WHAT TO DO: Search the data below for the string "PathBuf". Extract every line that contains it.

DATASET ENTRIES:

•••

//! Session and environment tests against the mock host
//!
//! Project layouts are built in temporary directories; no foreign runtime
//! is needed.

use pretty_assertions::assert_eq;
use rbridge_core::{
    ForeignColumn, ForeignTable, ForeignValue, HostConfig, NamedList, NativeValue, VectorData,
};
use rbridge_host::{CallArgs, HostError, MockHost, ProjectEnvironment, ScriptSession, R_ENVIRON_USER};
use std::fs;
use std::path::{Path, PathBuf};
use tempfile::TempDir;

// =============================================================================
// Fixtures
// =============================================================================

/// Project directory with an activation script and a lockfile
fn project(with_renviron: bool) -> TempDir {
    let dir = tempfile::tempdir().unwrap();
    fs::create_dir_all(dir.path().join("renv")).unwrap();
    fs::write(dir.path().join("renv/activate.R"), "source('renv/activate.R')\n").unwrap();
    fs::write(dir.path().join("renv.lock"), "{}\n").unwrap();
    if with_renviron {
        fs::write(dir.path().join(".Renviron"), "DB_USER=analyst\n").unwrap();
    }
    dir
}

fn script(dir: &Path) -> PathBuf {
    let lib = dir.join("lib/master");
    fs::create_dir_all(&lib).unwrap();
    let path = lib.join("generate_main_bl_df.R");
    fs::write(&path, "generate_master_main_bl_df <- function(study, assay) list()\n").unwrap();
    path
}

fn baseline_result() -> ForeignValue {
    ForeignValue::List(NamedList::from_pairs(vec![
        (
            "df",
            ForeignValue::DataFrame(ForeignTable::new(vec![ForeignColumn::new(
                "Patient_ID",
                VectorData::Character(vec![Some("P1".to_string()), Some("P2".to_string())]),
            )])),
        ),
        (
            "patient_ids",
            ForeignValue::List(NamedList::from_pairs(vec![(
                "# patients in EDC",
                ForeignValue::from(vec!["P1".to_string(), "P2".to_string()]),
            )])),
        ),
    ]))
}

fn mock() -> MockHost {
    MockHost::new().with_function("generate_master_main_bl_df", |args| {
        match args.get_named("assay") {
            Some(_) => Ok(baseline_result()),
            None => Err("argument \"assay\" is missing, with no default".to_string()),
        }
    })
}

// =============================================================================
// Environment Activation
// =============================================================================

#[test]
fn test_activate_complete_project() {
    let dir = project(true);
    let env = ProjectEnvironment::activate(dir.path(), &HostConfig::default()).unwrap();

    assert_eq!(env.project_dir, dir.path().canonicalize().unwrap());
    assert!(env.activate_script.ends_with("renv/activate.R"));
    assert!(env.renviron().unwrap().ends_with(".Renviron"));
    assert_eq!(env.env_vars.len(), 1);
}

#[test]
fn test_missing_renviron_is_not_fatal() {
    let dir = project(false);
    let env = ProjectEnvironment::activate(dir.path(), &HostConfig::default()).unwrap();

    assert_eq!(env.renviron(), None);
    assert!(env.env_vars.is_empty());
}

#[test]
fn test_missing_lockfile_fails() {
    let dir = project(false);
    fs::remove_file(dir.path().join("renv.lock")).unwrap();

    let err = ProjectEnvironment::activate(dir.path(), &HostConfig::default()).unwrap_err();
    assert!(matches!(err, HostError::EnvironmentNotFound { .. }));
}

#[test]
fn test_missing_project_dir_fails() {
    let dir = tempfile::tempdir().unwrap();
    let missing = dir.path().join("nowhere");

    let err = ProjectEnvironment::activate(&missing, &HostConfig::default()).unwrap_err();
    assert!(matches!(err, HostError::EnvironmentNotFound { path } if path == missing));
}

#[test]
fn test_custom_layout_from_config() {
    let dir = tempfile::tempdir().unwrap();
    fs::write(dir.path().join("activate.R"), "").unwrap();
    fs::write(dir.path().join("packages.lock"), "").unwrap();
    let config = HostConfig {
        activate_script: "activate.R".to_string(),
        lockfile: "packages.lock".to_string(),
        ..HostConfig::default()
    };

    assert!(ProjectEnvironment::activate(dir.path(), &config).is_ok());
    assert!(ProjectEnvironment::activate(dir.path(), &HostConfig::default()).is_err());
}

// =============================================================================
// Sessions
// =============================================================================

#[test]
fn test_open_sources_script_with_environment() {
    let dir = project(true);
    let script = script(dir.path());

    let session =
        ScriptSession::open(mock(), Some(dir.path()), &script, &HostConfig::default()).unwrap();

    assert_eq!(session.working_dir(), script.canonicalize().unwrap().parent().unwrap());
    assert!(session.has_function("generate_master_main_bl_df").unwrap());
    assert!(!session.has_function("generate_master_main_eot_df").unwrap());

    let loads = session.host().loads();
    assert_eq!(loads.len(), 1);
    assert_eq!(loads[0].script, script.canonicalize().unwrap());
    assert!(loads[0].env_vars.contains_key(R_ENVIRON_USER));
}

#[test]
fn test_open_without_project() {
    let dir = tempfile::tempdir().unwrap();
    let script = script(dir.path());

    let session = ScriptSession::open(mock(), None, &script, &HostConfig::default()).unwrap();

    assert!(session.environment().is_none());
    assert_eq!(session.host().loads()[0].project_dir, None);
}

#[test]
fn test_missing_script() {
    let dir = tempfile::tempdir().unwrap();
    let missing = dir.path().join("missing.R");

    let err = ScriptSession::open(mock(), None, &missing, &HostConfig::default())
        .err()
        .unwrap();
    assert!(matches!(err, HostError::ScriptNotFound(path) if path == missing));
}

#[test]
fn test_incomplete_environment_stops_open() {
    let dir = tempfile::tempdir().unwrap();
    let script = script(dir.path());

    let result = ScriptSession::open(mock(), Some(dir.path()), &script, &HostConfig::default());
    assert!(matches!(result, Err(HostError::EnvironmentNotFound { .. })));
}

#[test]
fn test_call_native_converts_nested_result() {
    let dir = tempfile::tempdir().unwrap();
    let script = script(dir.path());
    let mut session = ScriptSession::open(mock(), None, &script, &HostConfig::default()).unwrap();

    let args = CallArgs::new().arg("6236-001").named("assay", "all");
    let result = session
        .call_native("generate_master_main_bl_df", &args)
        .unwrap();

    let df = result.get("df").and_then(NativeValue::as_table).unwrap();
    assert_eq!(df.shape(), (2, 1));
    let ids = result
        .get("patient_ids")
        .and_then(|v| v.get("# patients in EDC"))
        .unwrap();
    assert_eq!(ids.len(), 2);
}

#[test]
fn test_conversion_override() {
    let dir = tempfile::tempdir().unwrap();
    let script = script(dir.path());
    let config = HostConfig {
        auto_convert: false,
        ..HostConfig::default()
    };
    let mut session = ScriptSession::open(mock(), None, &script, &config).unwrap();
    let args = CallArgs::new().named("assay", "all");

    let raw = session
        .call_with("generate_master_main_bl_df", &args, None)
        .unwrap();
    assert_eq!(raw, NativeValue::Foreign(baseline_result()));

    let converted = session
        .call_with("generate_master_main_bl_df", &args, Some(true))
        .unwrap();
    assert!(converted.as_map().is_some());
}

#[test]
fn test_call_errors() {
    let dir = tempfile::tempdir().unwrap();
    let script = script(dir.path());
    let mut session = ScriptSession::open(mock(), None, &script, &HostConfig::default()).unwrap();

    let err = session
        .call("generate_master_main_eot_df", &CallArgs::new())
        .unwrap_err();
    assert_eq!(
        err.to_string(),
        "Function 'generate_master_main_eot_df' not found in the sourced script"
    );

    let err = session
        .call("generate_master_main_bl_df", &CallArgs::new().arg("6236-001"))
        .unwrap_err();
    assert!(matches!(
        err,
        HostError::CallFailed { ref message, .. } if message.contains("\"assay\" is missing")
    ));
}

#[test]
fn test_load_failure_surfaces() {
    let dir = tempfile::tempdir().unwrap();
    let script = script(dir.path());
    let host = MockHost::new().with_load_failure("unexpected symbol");

    let result = ScriptSession::open(host, None, &script, &HostConfig::default());
    assert!(matches!(result, Err(HostError::LoadFailed { .. })));
}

•••

RESPONSE TO THIS EXERCISE:
use std::path::{Path, PathBuf};
fn script(dir: &Path) -> PathBuf {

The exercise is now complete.